QUE PAÍS É ESSE? ESPECIALISTA ANALISA ATUAL SITUAÇÃO DO BRASIL

Professor de Ciência Política da Universidade Feevale fala sobre o sentimento de incerteza e falta de esperança do brasileiro

Nas rodas de conversas dos mais diversos grupos, a conversa tende a chegar no mesmo ponto: a crise moral, política e econômica pela qual o Brasil passa. E logo chega-se a queixas, histórias de desemprego e incertezas. Diante da possibilidade do impeachment da presidente Dilma Roussef, da incredulidade nos políticos e da falta de dinheiro, o brasileiro sente-se desamparado. Para entender um pouco mais desse contexto e saber o que acontece de fato com nosso País, conversamos com o professor de Ciência Política Henrique Keske, da Universidade Feevale, de Novo Hamburgo (RS), que também é doutor em Filosofia.
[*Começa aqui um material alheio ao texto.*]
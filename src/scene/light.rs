use bon::bon;
use nalgebra::{Rotation3, Unit};

use crate::{
    geometry::{FloatType, WorldPoint, WorldVector, rotate_about},
    scene::ObjectId,
    util::{Color, WHITE},
};

index_vec::define_index_type! {
    pub struct LightId = u32;
}

/// Uniform light added to every surface.
#[derive(Copy, Clone, Debug, PartialEq)]
pub struct Ambient {
    pub color: Color,
    pub intensity: FloatType,
}

impl Ambient {
    pub fn radiance(&self) -> Color {
        self.color * self.intensity
    }
}

impl Default for Ambient {
    fn default() -> Self {
        Ambient {
            color: WHITE,
            intensity: 0.1,
        }
    }
}

/// Restricts a light to a cone.
#[derive(Copy, Clone, Debug, PartialEq)]
pub struct Spotlight {
    pub direction: Unit<WorldVector>,
    /// Cosine of the half angle of the cone.
    pub cutoff_cos: FloatType,
    pub range: FloatType,
}

impl Spotlight {
    /// Whether a point at `offset` from the light is inside the cone and within range.
    pub fn illuminates(&self, offset: &WorldVector) -> bool {
        let distance = offset.norm();
        if distance > self.range {
            return false;
        }
        distance == 0.0 || offset.dot(self.direction.as_ref()) / distance >= self.cutoff_cos
    }
}

#[derive(Clone, Debug, PartialEq)]
pub struct PointLight {
    pub position: WorldPoint,
    pub color: Color,
    pub intensity: FloatType,
    pub spotlight: Option<Spotlight>,
    /// Surface the light moves and rotates with.
    pub attached: Option<ObjectId>,
    /// Surfaces that never shadow this light.
    pub ignore: Vec<ObjectId>,
    /// Set for lights following a beam after a mirror bounce.
    pub reflected: bool,
}

#[bon]
impl PointLight {
    #[builder]
    pub fn new(
        position: WorldPoint,
        #[builder(default = WHITE)] color: Color,
        #[builder(default = 1.0)] intensity: FloatType,
        spotlight: Option<Spotlight>,
        attached: Option<ObjectId>,
        #[builder(default)] ignore: Vec<ObjectId>,
        #[builder(default)] reflected: bool,
    ) -> Self {
        PointLight {
            position,
            color,
            intensity: intensity.max(0.0),
            spotlight,
            attached,
            ignore,
            reflected,
        }
    }
}

impl PointLight {
    pub fn radiance(&self) -> Color {
        self.color * self.intensity
    }

    pub fn ignores(&self, object: ObjectId) -> bool {
        self.ignore.contains(&object)
    }

    pub(crate) fn translate(&mut self, delta: &WorldVector) {
        self.position += delta;
    }

    pub(crate) fn rotate_about(&mut self, pivot: &WorldPoint, rotation: &Rotation3<FloatType>) {
        self.position = rotate_about(&self.position, pivot, rotation);
        if let Some(spotlight) = &mut self.spotlight {
            spotlight.direction = rotation * spotlight.direction;
        }
    }
}

#[cfg(test)]
mod test {
    use super::*;
    use assert2::assert;
    use std::f32::consts::FRAC_PI_2;

    fn spot() -> Spotlight {
        Spotlight {
            direction: WorldVector::z_axis(),
            cutoff_cos: 0.9,
            range: 10.0,
        }
    }

    #[test]
    fn spotlight_cone() {
        assert!(spot().illuminates(&WorldVector::new(0.1, 0.0, 5.0)));
        assert!(!spot().illuminates(&WorldVector::new(5.0, 0.0, 5.0)));
        assert!(!spot().illuminates(&WorldVector::new(0.0, 0.0, 11.0)));
    }

    #[test]
    fn builder_defaults() {
        let light = PointLight::builder().position(WorldPoint::origin()).build();
        assert!(light.color == WHITE);
        assert!(light.intensity == 1.0);
        assert!(light.spotlight.is_none());
        assert!(!light.reflected);
    }

    #[test]
    fn rotation_moves_position_and_cone() {
        let mut light = PointLight::builder()
            .position(WorldPoint::new(1.0, 0.0, 0.0))
            .spotlight(spot())
            .build();
        let rotation = Rotation3::from_axis_angle(&WorldVector::y_axis(), FRAC_PI_2);
        light.rotate_about(&WorldPoint::origin(), &rotation);

        assert!((light.position - WorldPoint::new(0.0, 0.0, -1.0)).norm() < 1e-5);
        let direction = light.spotlight.unwrap().direction;
        assert!((direction.into_inner() - WorldVector::x()).norm() < 1e-5);
    }
}
use arrayvec::ArrayVec;

use crate::{
    geometry::{FloatType, Ray, RayIntersectionExt as _, WorldBox},
    scene::{HitRecord, ObjectId, in_range},
};

use super::{Bvh, MAX_DEPTH, Node, NodeIdx};

impl Bvh {
    /// Nearest hit within `(t_min, t_max]`.
    ///
    /// `hit_leaf` tests a single object against an upper bound that shrinks
    /// as closer hits are found.
    pub fn nearest_hit(
        &self,
        ray: &Ray,
        t_min: FloatType,
        t_max: FloatType,
        mut hit_leaf: impl FnMut(ObjectId, FloatType) -> Option<HitRecord>,
    ) -> Option<HitRecord> {
        let mut best: Option<HitRecord> = None;
        let mut stack = ArrayVec::<(NodeIdx, FloatType), MAX_DEPTH>::new();

        if let Some(entry) = self.enter(self.root, ray, t_min, t_max) {
            stack.push((self.root, entry));
        }

        while let Some((node, entry)) = stack.pop() {
            let limit = best.as_ref().map_or(t_max, |hit| hit.t);
            if entry > limit {
                // Box starts behind the closest hit found so far
                continue;
            }

            match &self.nodes[node] {
                Node::Leaf { object, .. } => {
                    if let Some(hit) = hit_leaf(*object, limit) {
                        if in_range(hit.t, t_min, limit) {
                            best = Some(hit);
                        }
                    }
                }
                Node::Inner { left, right, .. } => {
                    let left_entry = self.enter(*left, ray, t_min, limit);
                    let right_entry = self.enter(*right, ray, t_min, limit);

                    // Push the farther child first so the nearer one is popped next
                    match (left_entry, right_entry) {
                        (Some(l), Some(r)) if l <= r => {
                            stack.push((*right, r));
                            stack.push((*left, l));
                        }
                        (Some(l), Some(r)) => {
                            stack.push((*left, l));
                            stack.push((*right, r));
                        }
                        (Some(l), None) => stack.push((*left, l)),
                        (None, Some(r)) => stack.push((*right, r)),
                        (None, None) => {}
                    }
                }
            }
        }

        best
    }

    /// Every object whose box overlaps `target`.
    pub fn overlapping(&self, target: &WorldBox) -> Vec<ObjectId> {
        let mut found = Vec::new();
        let mut stack = ArrayVec::<NodeIdx, MAX_DEPTH>::new();
        stack.push(self.root);

        while let Some(node) = stack.pop() {
            let node = &self.nodes[node];
            if !node.bounding_box().overlaps(target) {
                continue;
            }
            match node {
                Node::Leaf { object, .. } => found.push(*object),
                Node::Inner { left, right, .. } => {
                    stack.push(*right);
                    stack.push(*left);
                }
            }
        }

        found
    }

    /// Parameter where the ray enters the node's box, if it does so within the interval.
    fn enter(&self, node: NodeIdx, ray: &Ray, t_min: FloatType, t_max: FloatType) -> Option<FloatType> {
        let (t1, t2) = self.nodes[node].bounding_box().intersect(ray);
        (t1 <= t2 && t2 >= t_min && t1 <= t_max).then(|| t1.max(t_min))
    }
}
use std::path::PathBuf;

use beamtrace::{
    RenderSettings, demo,
    geometry::ScreenSize,
    render,
};
use indicatif::ProgressBar;
use log::info;

fn main() -> anyhow::Result<()> {
    env_logger::init();

    let demo = demo::build(ScreenSize::new(1280, 960))?;
    let settings = RenderSettings {
        seed: 1,
        ..RenderSettings::default()
    };

    let bar = ProgressBar::no_length();
    let image = render(&demo.scene, &demo.camera, &demo.materials, &settings, {
        let bar = bar.clone();
        move |progress| {
            bar.update(|ps| {
                ps.set_len(progress.total as u64);
                ps.set_pos(progress.finished as u64)
            })
        }
    })?;
    bar.finish();

    let path = PathBuf::from("beamtrace.png");
    image.save(&path)?;
    info!("Saved {}", path.display());

    Ok(())
}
Com exclusividade ao Temas Preferidos, ele fala desse sentimento que toma conta da sociedade, seja a favor ou contra a mudança de quem conduz o Brasil. “Gostaria de acrescentar que uma possível saída seria o impedimento radical de qualquer forma de financiamento privado de campanha, como forma de eliminar as relações perversas entre os agentes públicos e o mercado; ou seja, enquanto os políticos forem financiados, em suas campanhas, por capitais privados, essa situação se repetirá sempre”, diz. Acompanhe os principais trechos da entrevista com o professor.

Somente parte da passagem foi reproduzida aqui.